Google sträubt sich gegen kürzere Suchdatenspeicherung

Unternehmen will Microsofts Beispiel nicht folgen

Google weigert sich, Microsofts Vorschlag zu folgen und die Speicherdauer von Suchdaten auf sechs Monate zu reduzieren. „Wir speichern diese Daten neun Monate lang, und das hilft unseren Ingenieuren, Trends im Lauf der Zeit zu sehen und ein Gefühl für die Nutzer zu bekommen“, zitiert das Handelsblatt Googles Vize-Chefin Marissa Mayer.

Microsoft hatte auf Druck der EU-Kommission die Verkürzung der Speicherdauer angeboten, sie aber an die Bedingung geknüpft, dass Mitbewerber dem Beispiel folgen. Bislang archiviert das Unternehmen die Suchdaten 18 Monate lang. Konkurrent Yahoo bewahrt die Informationen 13 Monate lang auf.

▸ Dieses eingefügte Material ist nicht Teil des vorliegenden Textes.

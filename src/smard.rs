//! German market data from SMARD (Bundesnetzagentur)
//!
//! SMARD serves one JSON file per series and ISO week, keyed by the epoch
//! milliseconds of Monday 00:00 Europe/Berlin. Every operation walks the weeks
//! covering the requested interval, fetches the week's files, and trims the
//! concatenated result to `[start, end]`.

use chrono::{DateTime, Datelike, TimeZone};
use chrono_tz::Europe::Berlin;
use tracing::{debug, warn};

use crate::assembly::{assemble, collect_units, net_generation};
use crate::catalog::{
    smard_chart_url, BiddingZone, Resolution, SeriesLabel, ACTUAL_LOAD, SMARD_DEMAND_SERIES,
    SMARD_GENERATION_SERIES, SMARD_NATIONAL_REGION,
};
use crate::config::Config;
use crate::error::Result;
use crate::http::HttpFetcher;
use crate::normalize::smard_table;
use crate::power_plants::{PowerPlantRegistry, UnitLabel};
use crate::resource::ResourceType;
use crate::table::TimeSeriesTable;
use crate::windowing::{weekly_fetch_units, FetchUnit};

/// SMARD client
#[derive(Debug, Clone)]
pub struct SmardClient {
    fetcher: HttpFetcher,
    base_url: String,
}

impl SmardClient {
    pub fn new(config: &Config) -> Result<Self> {
        Ok(Self::with_fetcher(
            HttpFetcher::from_config(config)?,
            &config.smard_base_url,
        ))
    }

    pub fn with_fetcher(fetcher: HttpFetcher, base_url: &str) -> Self {
        Self {
            fetcher,
            base_url: base_url.trim_end_matches('/').to_string(),
        }
    }

    /// One week of one series as a single-column table
    fn fetch_week<L>(
        &self,
        label: L,
        series_id: &str,
        region: &str,
        resolution: Resolution,
        week: &FetchUnit,
    ) -> Result<Option<TimeSeriesTable<L>>> {
        let url = smard_chart_url(&self.base_url, series_id, region, resolution, week.epoch_millis());
        match self.fetcher.get_text(&url)? {
            Some(body) => Ok(Some(smard_table(label, &body, resolution)?)),
            None => Ok(None),
        }
    }

    /// Join the single-series tables of one week; `None` if all were missing
    fn join_week<L: Clone + PartialEq>(tables: Vec<TimeSeriesTable<L>>) -> Option<TimeSeriesTable<L>> {
        tables.into_iter().reduce(TimeSeriesTable::join)
    }

    /// Hourly day-ahead prices of a bidding zone (EUR/MWh)
    ///
    /// The single column is labelled with the zone name. Requests outside the
    /// zone's publication period are still sent but logged; they usually
    /// return nothing.
    pub fn day_ahead_prices<T: TimeZone>(
        &self,
        zone: BiddingZone,
        start: &DateTime<T>,
        end: &DateTime<T>,
    ) -> Result<TimeSeriesTable<String>> {
        let first = start.with_timezone(&Berlin).date_naive();
        let last = end.with_timezone(&Berlin).date_naive();
        if !zone.covers(first, last) {
            warn!(
                "Bidding zone {} has no prices for part of {}..{} (available {:?} to {:?})",
                zone,
                first,
                last,
                zone.available_from(),
                zone.available_until()
            );
        }

        let id = zone.api_id().to_string();
        let weeks = weekly_fetch_units(start, end, &Berlin)?;
        let tables = collect_units("SMARD day-ahead prices", &weeks, |week| {
            self.fetch_week(
                zone.name().to_string(),
                &id,
                SMARD_NATIONAL_REGION,
                Resolution::Hour,
                week,
            )
        })?;

        Ok(assemble(tables, start, end))
    }

    /// Realized generation per resource type and kind (MW)
    ///
    /// Columns are labelled `(resource, kind)`; pumped storage has both a
    /// generation and a consumption column.
    pub fn per_type_generation<T: TimeZone>(
        &self,
        start: &DateTime<T>,
        end: &DateTime<T>,
    ) -> Result<TimeSeriesTable<SeriesLabel>> {
        let weeks = weekly_fetch_units(start, end, &Berlin)?;
        let tables = collect_units("SMARD per-type generation", &weeks, |week| {
            let mut series = Vec::with_capacity(SMARD_GENERATION_SERIES.len());
            for entry in SMARD_GENERATION_SERIES.iter() {
                let table = self.fetch_week(
                    entry.label(),
                    &entry.id.to_string(),
                    SMARD_NATIONAL_REGION,
                    Resolution::QuarterHour,
                    week,
                )?;
                series.extend(table);
            }
            Ok(Self::join_week(series))
        })?;

        Ok(assemble(tables, start, end))
    }

    /// Net generation per resource type (MW): consumption counted negative
    pub fn net_per_type_generation<T: TimeZone>(
        &self,
        start: &DateTime<T>,
        end: &DateTime<T>,
    ) -> Result<TimeSeriesTable<ResourceType>> {
        Ok(net_generation(&self.per_type_generation(start, end)?))
    }

    /// Realized consumption (MW), single column `Actual Load`
    pub fn demand<T: TimeZone>(
        &self,
        start: &DateTime<T>,
        end: &DateTime<T>,
    ) -> Result<TimeSeriesTable<String>> {
        let id = SMARD_DEMAND_SERIES.to_string();
        let weeks = weekly_fetch_units(start, end, &Berlin)?;
        let tables = collect_units("SMARD demand", &weeks, |week| {
            self.fetch_week(
                ACTUAL_LOAD.to_string(),
                &id,
                SMARD_NATIONAL_REGION,
                Resolution::QuarterHour,
                week,
            )
        })?;

        Ok(assemble(tables, start, end))
    }

    /// Realized generation per generating unit (MW)
    ///
    /// For each week only units of `registry` active in that week's year are
    /// requested. Columns are labelled with the unit's [`UnitLabel`].
    pub fn per_unit_generation<T: TimeZone>(
        &self,
        registry: &PowerPlantRegistry,
        start: &DateTime<T>,
        end: &DateTime<T>,
    ) -> Result<TimeSeriesTable<UnitLabel>> {
        let weeks = weekly_fetch_units(start, end, &Berlin)?;
        let tables = collect_units("SMARD per-unit generation", &weeks, |week| {
            let year = week.start.year();
            let mut series = Vec::new();
            for unit in registry.active_in_year(year) {
                let table = self.fetch_week(
                    unit.label(),
                    &unit.api_id,
                    &unit.control_area,
                    Resolution::QuarterHour,
                    week,
                )?;
                series.extend(table);
            }
            debug!("{} of {} units delivered data for {}", series.len(), registry.len(), week.start);
            Ok(Self::join_week(series))
        })?;

        Ok(assemble(tables, start, end))
    }
}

Suchanbieter speichern die bei Suchanfragen anfallenden Daten wie IP-Adressen und Suchbegriffe für einen bestimmten Zeitraum, um die Relevanz ihrer Suchergebnisse zu verbessern und personalisierte Werbung einzublenden. Nach Ablauf der Frist werden die Daten in der Regel anonymisiert.